Ordinal Regression in StochTree • stochtree

This vignette demonstrates how to use BART to model ordinal outcomes with a complementary log-log (cloglog) link function (Alam and Linero (2025)).

We begin by loading the requisite packages.

library(stochtree)

Introduction to Ordinal BART with CLogLog Link

Ordinal data refers to outcomes that have a natural ordering but undefined distances between categories.

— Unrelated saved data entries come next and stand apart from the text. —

//! Escape-sequence encoding and decoding.
//!
//! Encoding replaces delimiter characters with `\F\ \S\ \R\ \E\ \T\` tokens
//! and runs of CR/LF with a single `\X..\` hex token. Decoding reverses those
//! tokens plus the highlight (`\H\`, `\N\`) and line-break (`\.br\`)
//! directives. Decoding is a permissive scanner: anything it does not
//! understand is copied through, so it never fails.

use crate::encoding::Encoding;

/// Replacement for the `\H\` highlight-on directive.
pub const HIGHLIGHT_ON: &str = "<B>";
/// Replacement for the `\N\` highlight-off directive.
pub const HIGHLIGHT_OFF: &str = "</B>";
/// Replacement for the `\.br\` line-break directive.
pub const LINE_BREAK: &str = "<BR>";

const FORMATTING_COMMANDS: [&str; 8] = ["br", "sp", "in", "ti", "sk", "ce", "fi", "nf"];

impl Encoding {
    /// Escapes every delimiter, escape character and CR/LF in `text`.
    ///
    /// `decode(encode(s)) == s` holds for every `s`.
    pub fn encode(&self, text: &str) -> String {
        self.escape_text(text, false)
    }

    /// Escapes `text` for the wire while copying escape tokens that are
    /// already well formed.
    ///
    /// Stored values are kept in wire form, so a parsed `\F\` must render as
    /// `\F\` again. A stray escape character that does not open a valid token
    /// is still escaped.
    pub fn encode_preserving(&self, text: &str) -> String {
        self.escape_text(text, true)
    }

    /// Replaces escape tokens in `text` with the characters they stand for.
    ///
    /// Unrecognised tokens are copied verbatim, an empty token pair is
    /// dropped and an unterminated escape is copied literally.
    pub fn decode(&self, text: &str) -> String {
        let esc = self.escape;
        if !text.contains(esc) {
            return text.to_string();
        }
        let width = esc.len_utf8();
        let mut out = String::with_capacity(text.len());
        let mut rest = text;
        while let Some(start) = rest.find(esc) {
            out.push_str(&rest[..start]);
            let after = &rest[start + width..];
            let Some(end) = after.find(esc) else {
                out.push_str(&rest[start..]);
                return out;
            };
            self.decode_token(&after[..end], &mut out);
            rest = &after[end + width..];
        }
        out.push_str(rest);
        out
    }

    fn escape_text(&self, text: &str, keep_tokens: bool) -> String {
        let esc = self.escape;
        let chars: Vec<char> = text.chars().collect();
        let mut out = String::with_capacity(text.len());
        let mut i = 0;
        while i < chars.len() {
            let c = chars[i];
            if keep_tokens && c == esc {
                if let Some(end) = self.token_end(&chars, i) {
                    out.extend(&chars[i..=end]);
                    i = end + 1;
                    continue;
                }
            }
            if c == '\r' || c == '\n' {
                out.push(esc);
                out.push('X');
                while i < chars.len() && (chars[i] == '\r' || chars[i] == '\n') {
                    out.push_str(if chars[i] == '\r' { "0D" } else { "0A" });
                    i += 1;
                }
                out.push(esc);
                continue;
            }
            match self.escape_code(c) {
                Some(code) => {
                    out.push(esc);
                    out.push(code);
                    out.push(esc);
                }
                None => out.push(c),
            }
            i += 1;
        }
        out
    }

    fn escape_code(&self, c: char) -> Option<char> {
        if c == self.field {
            Some('F')
        } else if c == self.component {
            Some('S')
        } else if c == self.repetition {
            Some('R')
        } else if c == self.escape {
            Some('E')
        } else if c == self.subcomponent {
            Some('T')
        } else {
            None
        }
    }

    /// Index of the closing escape character when `chars[start]` opens a
    /// well-formed token.
    fn token_end(&self, chars: &[char], start: usize) -> Option<usize> {
        let offset = chars[start + 1..].iter().position(|c| *c == self.escape)?;
        let end = start + 1 + offset;
        let token: String = chars[start + 1..end].iter().collect();
        is_known_token(&token).then_some(end)
    }

    fn decode_token(&self, token: &str, out: &mut String) {
        match token {
            "" => {}
            "F" => out.push(self.field),
            "S" => out.push(self.component),
            "R" => out.push(self.repetition),
            "E" => out.push(self.escape),
            "T" => out.push(self.subcomponent),
            "H" => out.push_str(HIGHLIGHT_ON),
            "N" => out.push_str(HIGHLIGHT_OFF),
            ".br" => out.push_str(LINE_BREAK),
            _ => match token.strip_prefix('X').and_then(decode_hex) {
                Some(decoded) => out.push_str(&decoded),
                None => {
                    out.push(self.escape);
                    out.push_str(token);
                    out.push(self.escape);
                }
            },
        }
    }
}

fn is_known_token(token: &str) -> bool {
    match token {
        "F" | "S" | "R" | "E" | "T" | "H" | "N" => true,
        _ => {
            if let Some(command) = token.strip_prefix('.') {
                let name = command.get(..2).unwrap_or_default();
                let argument = command.get(2..).unwrap_or_default();
                FORMATTING_COMMANDS.contains(&name)
                    && argument
                        .chars()
                        .all(|c| c.is_ascii_digit() || c == '+' || c == '-')
            } else if let Some(hex) = token
                .strip_prefix('X')
                .or_else(|| token.strip_prefix('C'))
                .or_else(|| token.strip_prefix('M'))
            {
                is_hex_pairs(hex)
            } else {
                token.strip_prefix('Z').is_some_and(|body| {
                    !body.is_empty() && body.chars().all(|c| c.is_ascii_alphanumeric())
                })
            }
        }
    }
}

fn is_hex_pairs(hex: &str) -> bool {
    !hex.is_empty() && hex.len() % 2 == 0 && hex.chars().all(|c| c.is_ascii_hexdigit())
}

fn decode_hex(hex: &str) -> Option<String> {
    if !is_hex_pairs(hex) {
        return None;
    }
    let bytes = (0..hex.len())
        .step_by(2)
        .map(|i| u8::from_str_radix(&hex[i..i + 2], 16).ok())
        .collect::<Option<Vec<u8>>>()?;
    String::from_utf8(bytes).ok()
}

Examples include survey responses (strongly disagree, disagree, neutral, agree, strongly agree), severity ratings (mild, moderate, severe), or educational levels (elementary, high school, college, graduate).

The complementary log-log (cloglog) model uses the cumulative link function $\text{cloglog}(p) = \log(-\log(1-p))$ to express cumulative category probabilities as a function of covariates $\text{cloglog}(P(Y \leq k \mid X = x)) = \log(-\log(1-P(Y \leq k \mid X = x))) = \gamma_k + \lambda(x)$

This link function is asymmetric and particularly appropriate when the probability of being in higher categories changes rapidly at certain thresholds, making it different from the symmetric probit or logit links commonly used in ordinal regression.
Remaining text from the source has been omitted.